銚子塚古墳〈福岡県〉(読み)ちょうしづかこふん

国指定史跡ガイド 「銚子塚古墳〈福岡県〉」の解説

ちょうしづかこふん【銚子塚古墳〈福岡県〉】


福岡県糸島市二丈田中にある古墳。玄界灘に通じる海岸線から約1.5km、南に脊振(せふり)山系をひかえる独立低台地のほぼ中央に築かれた前方後円墳。一貴山(いきさん)銚子塚古墳ともいう。1957年(昭和32)に国の史跡に指定された。古墳の前方部はほぼ真北を向いており、全長103m、後円部径61m、前方部幅31m、後円部高9m、前方部高4m。主体部は後円部のほぼ中央に位置する竪穴(たてあな)式石室で長さ3.4m、幅1.4m、高さ80cm。石室は花崗岩の丸石を使用したもので、天井石の架構法が内部に納められた木棺の蓋上に玄武岩製の板石を敷き詰めるという特殊な方法で、他にはみられない。副葬品としては木棺内から硬玉勾玉(まがたま)2、碧玉管玉(へきぎょくくだたま)33、木棺外から銅鏡10枚、鉄製素環頭大刀3、鉄製刀、石室外からは鉄鏃(てつぞく)14などが出土。
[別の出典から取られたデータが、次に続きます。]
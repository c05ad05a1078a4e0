use std::path::PathBuf;

use unicode_width::UnicodeWidthStr;

use crate::app::{Result, RednoteError};

/// Maximum title width the composer accepts. Wide (CJK) characters count 2.
pub const MAX_TITLE_WIDTH: usize = 40;

/// Content of an image post, with images already resolved to local files.
#[derive(Debug, Clone)]
pub struct PublishImageContent {
    pub title: String,
    pub content: String,
    pub tags: Vec<String>,
    pub image_paths: Vec<PathBuf>,
}

impl PublishImageContent {
    pub fn new(
        title: impl Into<String>,
        content: impl Into<String>,
        tags: Vec<String>,
        image_paths: Vec<PathBuf>,
    ) -> Self {
        Self {
            title: title.into(),
            content: content.into(),
            tags: normalize_tags(tags),
            image_paths,
        }
    }

    /// Checks that must hold before the composer is opened.
    pub fn validate(&self) -> Result<()> {
        if self.image_paths.is_empty() {
            return Err(RednoteError::Validation("at least one image is required".into()));
        }
        Ok(())
    }
}

/// Display width of `s` as the composer counts it.
pub fn title_width(s: &str) -> usize {
    UnicodeWidthStr::width(s)
}

pub fn validate_title(title: &str) -> Result<()> {
    let width = title_width(title);
    if width > MAX_TITLE_WIDTH {
        return Err(RednoteError::Validation(format!(
            "title is {} units wide, limit is {}",
            width, MAX_TITLE_WIDTH
        )));
    }
    Ok(())
}

/// Strip every leading `#` and drop tags that end up empty.
pub fn normalize_tags(tags: Vec<String>) -> Vec<String> {
    tags.into_iter()
        .map(|t| t.trim().trim_start_matches('#').to_string())
        .filter(|t| !t.is_empty())
        .collect()
}

#[cfg(test)]
mod tests {
    use super::*;

    #[test]
    fn test_cjk_counts_double() {
        assert_eq!(title_width("abc"), 3);
        assert_eq!(title_width("咖啡"), 4);
        assert_eq!(title_width("a咖b"), 4);
    }

    #[test]
    fn test_title_at_limit_is_accepted() {
        let exact = "咖".repeat(20);
        assert_eq!(title_width(&exact), 40);
        assert!(validate_title(&exact).is_ok());

        let ascii = "a".repeat(40);
        assert!(validate_title(&ascii).is_ok());
    }

    #[test]
    fn test_title_one_over_is_rejected() {
        let over = format!("{}a", "咖".repeat(20));
        assert!(matches!(
            validate_title(&over),
            Err(RednoteError::Validation(_))
        ));
        assert!(validate_title(&"a".repeat(41)).is_err());
    }

    #[test]
    fn test_tags_strip_any_number_of_hashes() {
        let tags = normalize_tags(vec!["##foo".into(), "#bar".into(), "baz".into(), "#".into()]);
        assert_eq!(tags, vec!["foo", "bar", "baz"]);
    }

    #[test]
    fn test_empty_images_fail_validation() {
        let content = PublishImageContent::new("t", "c", vec![], vec![]);
        assert!(matches!(content.validate(), Err(RednoteError::Validation(_))));
    }
}
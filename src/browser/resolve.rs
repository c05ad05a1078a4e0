//! Element resolution across markup variants.
//!
//! The platform serves structurally different markup for the same control
//! depending on the account cohort. Each variant is described by a
//! [`Strategy`]; [`resolve_first`] tries all of them concurrently under one
//! deadline and commits to whichever matches first.

use std::future::Future;
use std::pin::Pin;

use futures::future::select_ok;
use tracing::{debug, warn};

use crate::app::{Result, RednoteError};
use crate::browser::{js_string, wait, Page};

/// Attribute used to tag elements found by structural strategies.
const MARKER_ATTR: &str = "data-rednote-resolved";

#[derive(Debug, Clone, PartialEq, Eq)]
pub enum Strategy {
    /// The element is matched directly by a selector.
    Selector(&'static str),
    /// An element of `tag` whose `data-placeholder` contains `placeholder`,
    /// walked up at most `max_depth` ancestors to the nearest `role` holder.
    PlaceholderAncestor {
        tag: &'static str,
        placeholder: &'static str,
        role: &'static str,
        max_depth: usize,
    },
}

/// A committed resolution: a selector that matches the element now.
#[derive(Debug, Clone, PartialEq, Eq)]
pub struct Resolved {
    pub selector: String,
    pub strategy: usize,
}

impl Strategy {
    /// Script that tags the element with `marker` and reports whether it found one.
    fn tagging_script(&self, marker: &str) -> Option<String> {
        match self {
            Strategy::Selector(_) => None,
            Strategy::PlaceholderAncestor {
                tag,
                placeholder,
                role,
                max_depth,
            } => Some(format!(
                r#"(() => {{
                    const wanted = {placeholder};
                    const start = Array.from(document.querySelectorAll({tag}))
                        .find(el => (el.getAttribute('data-placeholder') || '').includes(wanted));
                    if (!start) return false;
                    let node = start;
                    for (let i = 0; i < {max_depth}; i++) {{
                        node = node.parentElement;
                        if (!node) return false;
                        if (node.getAttribute('role') === {role}) {{
                            node.setAttribute({attr}, {marker});
                            return true;
                        }}
                    }}
                    return false;
                }})()"#,
                placeholder = js_string(placeholder),
                tag = js_string(tag),
                role = js_string(role),
                max_depth = max_depth,
                attr = js_string(MARKER_ATTR),
                marker = js_string(marker),
            )),
        }
    }

    fn resolved_selector(&self, marker: &str) -> String {
        match self {
            Strategy::Selector(selector) => selector.to_string(),
            Strategy::PlaceholderAncestor { .. } => format!("[{}=\"{}\"]", MARKER_ATTR, marker),
        }
    }
}

async fn try_strategy<P: Page>(page: &P, name: &str, index: usize, strategy: &Strategy) -> Result<Resolved> {
    let marker = format!("{}-{}", name, index);
    let selector = strategy.resolved_selector(&marker);

    let outcome = match strategy.tagging_script(&marker) {
        None => wait::wait_present(page, &selector).await,
        Some(script) => wait::wait_for(page, name, &script).await,
    };

    match outcome {
        Ok(()) => {
            debug!(name, strategy = index, selector = %selector, "Resolved element");
            Ok(Resolved {
                selector,
                strategy: index,
            })
        }
        Err(RednoteError::Timeout(_)) => Err(RednoteError::ElementNotFound(format!(
            "{} via strategy {}",
            name, index
        ))),
        Err(e) => Err(e),
    }
}

/// Try every strategy concurrently and return the first match.
///
/// All attempts share the page deadline narrowed to the configured resolution
/// bound. When none matches the result is `ElementNotFound`; cancellation is
/// reported as such.
pub async fn resolve_first<P: Page>(page: &P, name: &str, strategies: &[Strategy]) -> Result<Resolved> {
    if strategies.is_empty() {
        return Err(RednoteError::ElementNotFound(format!("{}: no strategies", name)));
    }

    let bounded = page.with_timeout(page.timeouts().resolve());
    let attempts: Vec<Pin<Box<dyn Future<Output = Result<Resolved>> + Send + '_>>> = strategies
        .iter()
        .enumerate()
        .map(|(index, strategy)| {
            Box::pin(try_strategy(&bounded, name, index, strategy))
                as Pin<Box<dyn Future<Output = Result<Resolved>> + Send + '_>>
        })
        .collect();

    let outcome = select_ok(attempts).await;
    match outcome {
        Ok((resolved, _pending)) => Ok(resolved),
        Err(RednoteError::Cancelled) => Err(RednoteError::Cancelled),
        Err(last) => {
            warn!(name, "No strategy resolved: {}", last);
            Err(RednoteError::ElementNotFound(name.to_string()))
        }
    }
}
impl<'a> MediaParser for Parser<'a> {
    fn parse_load(&mut self) -> Result<VariableId, CompileError> {
        self.expect(&Token::Load, "LOAD")?;
        let kind = self.peek().cloned();
        match kind {
            Some(kind @ (Token::Image | Token::Images | Token::Sequence)) => {
                self.advance();
                let load = self.image_load(&kind)?;
                self.env.load_image(&load)
            }
            Some(Token::Tiles) => {
                self.advance();
                let load = self.image_load(&Token::Tiles)?;
                self.env.load_tiles(&load)
            }
            Some(Token::Sprite) => {
                self.advance();
                let load = self.image_load(&Token::Sprite)?;
                self.env.load_sprite(&load)
            }
            Some(Token::Tileset) => {
                self.advance();
                let path = self.file_argument()?;
                let alias = self.load_alias()?;
                self.env.load_tileset(&path, alias.as_deref())
            }
            Some(Token::Tilemap) => {
                self.advance();
                let path = self.file_argument()?;
                let layer = if self.match_word("LAYER") {
                    Some(self.parse_static_string("a layer name")?)
                } else {
                    None
                };
                let alias = self.load_alias()?;
                self.env.load_tilemap(&path, layer.as_deref(), alias.as_deref())
            }
            Some(Token::String(_)) | Some(Token::LeftParen) => {
                let path = if self.check(&Token::LeftParen) {
                    self.file_argument()?
                } else {
                    self.parse_static_string("a file name")?
                };
                if self.check(&Token::As) && matches!(self.peek_ahead(1), Some(Token::Buffer)) {
                    self.advance();
                    self.advance();
                }
                let alias = self.load_alias()?;
                self.env.load_raw(&path, alias.as_deref())
            }
            _ => Err(self.unexpected("IMAGE, IMAGES, SEQUENCE, TILES, SPRITE, TILESET, TILEMAP or a file name")),
        }
    }

    fn parse_bitmap(&mut self) -> Result<(), CompileError> {
        self.expect(&Token::Bitmap, "BITMAP")?;
        self.expect_word("ENABLE")?;
        let mode = if self.match_token(&Token::LeftParen) {
            let mode = self.byte_constant("a screen mode")?;
            self.expect(&Token::RightParen, "')'")?;
            Some(mode)
        } else {
            None
        };
        self.env.bitmap_enable(mode)
    }

    fn parse_plot(&mut self) -> Result<(), CompileError> {
        self.expect(&Token::Plot, "PLOT")?;
        let x = self.parse_expression()?;
        self.expect(&Token::Comma, "','")?;
        let y = self.parse_expression()?;
        let color = if self.match_token(&Token::Comma) {
            Some(self.parse_expression()?)
        } else {
            None
        };
        self.env.plot(x, y, color)
    }

    fn parse_color(&mut self) -> Result<(), CompileError> {
        self.expect(&Token::Color, "COLOR")?;
        if self.match_word("BORDER") {
            let color = self.parse_expression()?;
            self.env.color_border(color)
        } else if self.match_word("BACKGROUND") {
            let color = self.parse_expression()?;
            self.env.color_background(color)
        } else {
            Err(self.unexpected("BORDER or BACKGROUND"))
        }
    }

    fn parse_put(&mut self) -> Result<(), CompileError> {
        self.expect(&Token::Put, "PUT")?;
        if self.match_token(&Token::Tilemap) {
            let map = self.parse_expression()?;
            let (x, y) = self.put_position()?;
            return self.env.put_tilemap(map, x, y);
        }
        self.expect(&Token::Image, "IMAGE or TILEMAP")?;
        let image = self.parse_expression()?;
        let frame = if self.match_word("FRAME") {
            Some(self.parse_expression()?)
        } else {
            None
        };
        let sequence = if self.match_token(&Token::Sequence) {
            Some(self.parse_expression()?)
        } else {
            None
        };
        let (x, y) = self.put_position()?;
        self.env.put_image(image, x, y, frame, sequence)
    }

    fn parse_sprite(&mut self) -> Result<(), CompileError> {
        self.expect(&Token::Sprite, "SPRITE")?;
        let sprite = self.parse_expression()?;
        loop {
            if self.match_word("ENABLE") {
                self.env.sprite_enable(sprite, true)?;
            } else if self.match_word("DISABLE") {
                self.env.sprite_enable(sprite, false)?;
            } else if self.match_word("AT") {
                let x = self.parse_expression()?;
                self.expect(&Token::Comma, "','")?;
                let y = self.parse_expression()?;
                self.env.sprite_at(sprite, x, y)?;
            } else if self.match_token(&Token::Color) {
                let color = self.parse_expression()?;
                self.env.sprite_color(sprite, color)?;
            } else if self.match_token(&Token::Image) {
                let data = self.parse_expression()?;
                self.env.sprite_image(sprite, data)?;
            } else if self.match_word("MULTICOLOR") {
                self.env.sprite_mode(sprite, SpriteMode::Multicolor)?;
            } else if self.match_word("MONOCOLOR") {
                self.env.sprite_mode(sprite, SpriteMode::Monocolor)?;
            } else if self.match_word("EXPAND") {
                self.env.sprite_mode(sprite, SpriteMode::Expand)?;
            } else if self.match_word("COMPRESS") {
                self.env.sprite_mode(sprite, SpriteMode::Compress)?;
            } else {
                return Err(self.unexpected("a sprite command"));
            }
            if self.at_statement_end() {
                return Ok(());
            }
        }
    }

    fn parse_audio(&mut self) -> Result<(), CompileError> {
        match self.advance() {
            Some((Token::Volume, _)) => {
                let level = self.parse_expression()?;
                self.env.volume(level)
            }
            Some((Token::Play, _)) => {
                let note = self.parse_expression()?;
                self.expect(&Token::Comma, "','")?;
                let duration = self.parse_expression()?;
                let voices = if self.match_token(&Token::On) {
                    Some(self.parse_expression()?)
                } else {
                    None
                };
                self.env.play(note, duration, voices)
            }
            Some((Token::Sound, _)) => {
                let on = if self.match_token(&Token::On) {
                    true
                } else if self.match_token(&Token::Off) {
                    false
                } else {
                    return Err(self.unexpected("ON or OFF"));
                };
                let voices = if self.at_statement_end() {
                    None
                } else {
                    Some(self.parse_expression()?)
                };
                self.env.sound(on, voices)
            }
            _ => Err(self.unexpected("VOLUME, PLAY or SOUND")),
        }
    }
}
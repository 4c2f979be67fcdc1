// ugBC - A retargetable BASIC compiler creating binaries for 8-bit home computers
// Copyright (C) 2026  Marcel Joachim Kloubert <marcel@kloubert.dev>
//
// This program is free software: you can redistribute it and/or modify
// it under the terms of the GNU Affero General Public License as published by
// the Free Software Foundation, either version 3 of the License, or
// (at your option) any later version.
//
// This program is distributed in the hope that it will be useful,
// but WITHOUT ANY WARRANTY; without even the implied warranty of
// MERCHANTABILITY or FITNESS FOR A PARTICULAR PURPOSE.  See the
// GNU Affero General Public License for more details.
//
// You should have received a copy of the GNU Affero General Public License
// along with this program.  If not, see <https://www.gnu.org/licenses/>.

//! Offset tables for frame and sequence addressing.
//!
//! A multi-frame image is indexed at runtime by looking up the byte offset
//! of frame `n` in a word table instead of multiplying. One table exists
//! per distinct stride; images sharing a stride share the table, which
//! grows to the largest count requested.

use crate::emitter::{AsmLine, Syntax};
use crate::error::ErrorCode;
use crate::symbols::VariableId;

/// Largest value a table entry can hold.
pub const MAX_OFFSET: usize = 0xFFFF;

/// A table of `count` offsets `0, size, 2 * size, ...`.
#[derive(Debug, Clone, PartialEq, Eq)]
pub struct Offsetting {
    pub size: usize,
    pub count: usize,
    /// Resources indexed through the table; `true` for sequences.
    pub variables: Vec<(VariableId, bool)>,
}

impl Offsetting {
    /// Symbol of the table.
    pub fn label(&self) -> String {
        table_label(self.size)
    }

    pub fn values(&self) -> Vec<usize> {
        (0..self.count).map(|i| i * self.size).collect()
    }
}

pub fn table_label(size: usize) -> String {
    format!("OFFSETS{}", size)
}

/// Symbol of the size to table lookup emitted after the tables.
pub const DISPATCH_LABEL: &str = "OFFSETTABLES";

#[derive(Debug, Default)]
pub struct Offsettings {
    tables: Vec<Offsetting>,
}

impl Offsettings {
    pub fn new() -> Self {
        Self::default()
    }

    /// Register a table of `count` strides of `size` bytes used by `variable`.
    ///
    /// Every offset and the stride itself must fit a word.
    pub fn register(
        &mut self,
        size: usize,
        count: usize,
        variable: VariableId,
        sequence: bool,
    ) -> Result<(), ErrorCode> {
        if size == 0 || count == 0 {
            return Ok(());
        }
        let last = (count - 1).checked_mul(size);
        if size > MAX_OFFSET || last.map_or(true, |l| l > MAX_OFFSET) {
            return Err(ErrorCode::ImageTooLarge);
        }
        match self.tables.iter_mut().find(|t| t.size == size) {
            Some(table) => {
                table.count = table.count.max(count);
                if !table.variables.contains(&(variable, sequence)) {
                    table.variables.push((variable, sequence));
                }
            }
            None => self.tables.push(Offsetting {
                size,
                count,
                variables: vec![(variable, sequence)],
            }),
        }
        Ok(())
    }

    pub fn get(&self, size: usize) -> Option<&Offsetting> {
        self.tables.iter().find(|t| t.size == size)
    }

    pub fn is_empty(&self) -> bool {
        self.tables.is_empty()
    }

    pub fn iter(&self) -> impl Iterator<Item = &Offsetting> {
        self.tables.iter()
    }

    /// Tables in registration order followed by the dispatch table,
    /// pairs of `(size, table)` terminated by a zero size.
    pub fn lines(&self, syntax: &Syntax) -> Vec<AsmLine> {
        let mut lines = Vec::new();
        if self.tables.is_empty() {
            return lines;
        }
        for table in &self.tables {
            lines.push(AsmLine::label(table.label()));
            for chunk in table.values().chunks(8) {
                let values: Vec<String> = chunk.iter().map(|v| format!("${:04X}", v)).collect();
                lines.push(AsmLine::directive(syntax.word_value(&values.join(","))));
            }
        }
        lines.push(AsmLine::label(DISPATCH_LABEL));
        for table in &self.tables {
            lines.push(AsmLine::directive(
                syntax.word_value(&format!("{},{}", table.size, table.label())),
            ));
        }
        lines.push(AsmLine::directive(syntax.word_value("0")));
        lines
    }
}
このなかで鏡の出土状況が特徴的で、遺体上半身を取り巻くよう「コ」の字形に、頭部に2枚、両脇に4枚ずつが配列されていた。なかでも頭部の2枚は舶載の方格規矩四神鏡(中国後漢鏡)と内行花文鏡で、他の8枚は日本製の三角縁神獣鏡(さんかくぶちしんじゅうきょう)。この8面の鏡は日本の前期古墳からしか出土しない鏡であることから、後漢鏡が特別な扱いを受けていたことがわかる。JR筑肥線一貴山駅から徒歩約5分。